#### [Task item]
Pull each line containing "registered" out of the data and copy it.

Recorded data:
Start of Block

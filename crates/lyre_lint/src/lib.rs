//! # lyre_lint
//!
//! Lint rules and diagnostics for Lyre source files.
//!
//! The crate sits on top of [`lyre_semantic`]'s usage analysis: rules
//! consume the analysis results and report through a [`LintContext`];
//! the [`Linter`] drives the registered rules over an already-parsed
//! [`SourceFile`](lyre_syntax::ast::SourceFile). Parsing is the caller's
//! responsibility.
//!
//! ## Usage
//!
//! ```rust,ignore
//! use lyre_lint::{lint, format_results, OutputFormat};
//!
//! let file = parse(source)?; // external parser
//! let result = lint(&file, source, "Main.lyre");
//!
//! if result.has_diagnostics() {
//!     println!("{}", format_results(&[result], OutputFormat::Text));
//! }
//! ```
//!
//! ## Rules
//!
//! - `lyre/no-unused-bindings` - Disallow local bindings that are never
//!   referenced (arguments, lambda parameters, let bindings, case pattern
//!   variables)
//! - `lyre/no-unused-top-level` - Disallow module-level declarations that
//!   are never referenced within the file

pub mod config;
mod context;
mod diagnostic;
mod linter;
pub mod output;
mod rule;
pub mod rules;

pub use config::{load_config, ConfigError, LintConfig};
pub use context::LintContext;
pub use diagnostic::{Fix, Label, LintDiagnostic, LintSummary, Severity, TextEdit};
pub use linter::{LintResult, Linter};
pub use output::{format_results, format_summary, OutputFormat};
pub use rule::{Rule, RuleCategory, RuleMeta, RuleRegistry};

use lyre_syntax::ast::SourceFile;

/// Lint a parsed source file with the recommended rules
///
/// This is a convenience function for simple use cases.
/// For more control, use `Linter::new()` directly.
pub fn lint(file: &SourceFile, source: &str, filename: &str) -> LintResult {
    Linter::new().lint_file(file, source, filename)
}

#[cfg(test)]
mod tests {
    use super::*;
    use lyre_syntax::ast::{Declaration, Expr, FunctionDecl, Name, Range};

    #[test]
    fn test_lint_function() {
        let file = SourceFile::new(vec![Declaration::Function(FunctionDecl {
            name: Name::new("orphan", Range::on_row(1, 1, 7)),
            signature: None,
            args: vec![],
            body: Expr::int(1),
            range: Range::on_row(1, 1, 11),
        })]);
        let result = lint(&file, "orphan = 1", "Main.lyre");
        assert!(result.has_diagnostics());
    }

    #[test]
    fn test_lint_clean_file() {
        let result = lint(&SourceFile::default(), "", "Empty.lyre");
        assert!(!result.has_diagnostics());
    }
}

End of Block
Start of Block

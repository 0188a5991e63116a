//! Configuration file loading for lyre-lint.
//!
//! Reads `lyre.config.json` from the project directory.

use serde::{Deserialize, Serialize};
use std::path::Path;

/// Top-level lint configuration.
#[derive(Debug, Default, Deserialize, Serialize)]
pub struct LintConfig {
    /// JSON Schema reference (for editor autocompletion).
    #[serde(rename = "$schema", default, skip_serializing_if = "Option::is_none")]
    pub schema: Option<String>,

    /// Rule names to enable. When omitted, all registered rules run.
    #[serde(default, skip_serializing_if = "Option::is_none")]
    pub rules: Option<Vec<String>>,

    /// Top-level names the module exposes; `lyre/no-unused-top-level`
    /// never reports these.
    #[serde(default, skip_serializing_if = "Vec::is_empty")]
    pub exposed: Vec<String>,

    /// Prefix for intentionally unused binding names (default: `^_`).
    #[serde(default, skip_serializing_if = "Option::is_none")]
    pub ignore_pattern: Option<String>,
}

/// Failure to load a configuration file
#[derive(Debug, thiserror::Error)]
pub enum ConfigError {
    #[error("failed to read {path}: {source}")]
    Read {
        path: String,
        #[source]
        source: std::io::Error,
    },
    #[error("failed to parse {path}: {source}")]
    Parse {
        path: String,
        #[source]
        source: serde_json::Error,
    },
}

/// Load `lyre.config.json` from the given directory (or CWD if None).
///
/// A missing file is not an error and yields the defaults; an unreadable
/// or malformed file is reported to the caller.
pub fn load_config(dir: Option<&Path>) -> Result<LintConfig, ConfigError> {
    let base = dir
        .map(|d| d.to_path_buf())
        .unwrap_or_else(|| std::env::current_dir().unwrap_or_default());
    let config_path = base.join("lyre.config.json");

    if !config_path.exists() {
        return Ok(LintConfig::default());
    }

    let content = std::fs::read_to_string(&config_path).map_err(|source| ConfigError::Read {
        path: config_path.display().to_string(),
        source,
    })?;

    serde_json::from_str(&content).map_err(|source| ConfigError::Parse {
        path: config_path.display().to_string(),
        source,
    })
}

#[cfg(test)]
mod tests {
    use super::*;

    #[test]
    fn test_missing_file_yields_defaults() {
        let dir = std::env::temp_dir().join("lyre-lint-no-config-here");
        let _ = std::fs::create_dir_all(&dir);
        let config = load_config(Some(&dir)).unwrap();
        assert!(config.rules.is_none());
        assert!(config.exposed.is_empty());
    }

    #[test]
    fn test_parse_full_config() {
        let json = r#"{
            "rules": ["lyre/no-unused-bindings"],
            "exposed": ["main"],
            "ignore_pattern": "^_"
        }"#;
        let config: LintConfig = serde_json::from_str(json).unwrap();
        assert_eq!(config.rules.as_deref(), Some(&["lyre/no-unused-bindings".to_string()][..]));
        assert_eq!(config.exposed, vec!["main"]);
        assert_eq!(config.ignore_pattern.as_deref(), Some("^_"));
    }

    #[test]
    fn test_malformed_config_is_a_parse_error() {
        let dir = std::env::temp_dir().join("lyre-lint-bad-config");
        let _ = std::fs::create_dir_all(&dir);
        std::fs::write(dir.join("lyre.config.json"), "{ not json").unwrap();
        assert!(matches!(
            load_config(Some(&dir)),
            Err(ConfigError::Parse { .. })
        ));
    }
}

End of Block

#### [The answer]
//! the [`Linter`] drives the registered rules over an already-parsed
    /// Rule names to enable. When omitted, all registered rules run.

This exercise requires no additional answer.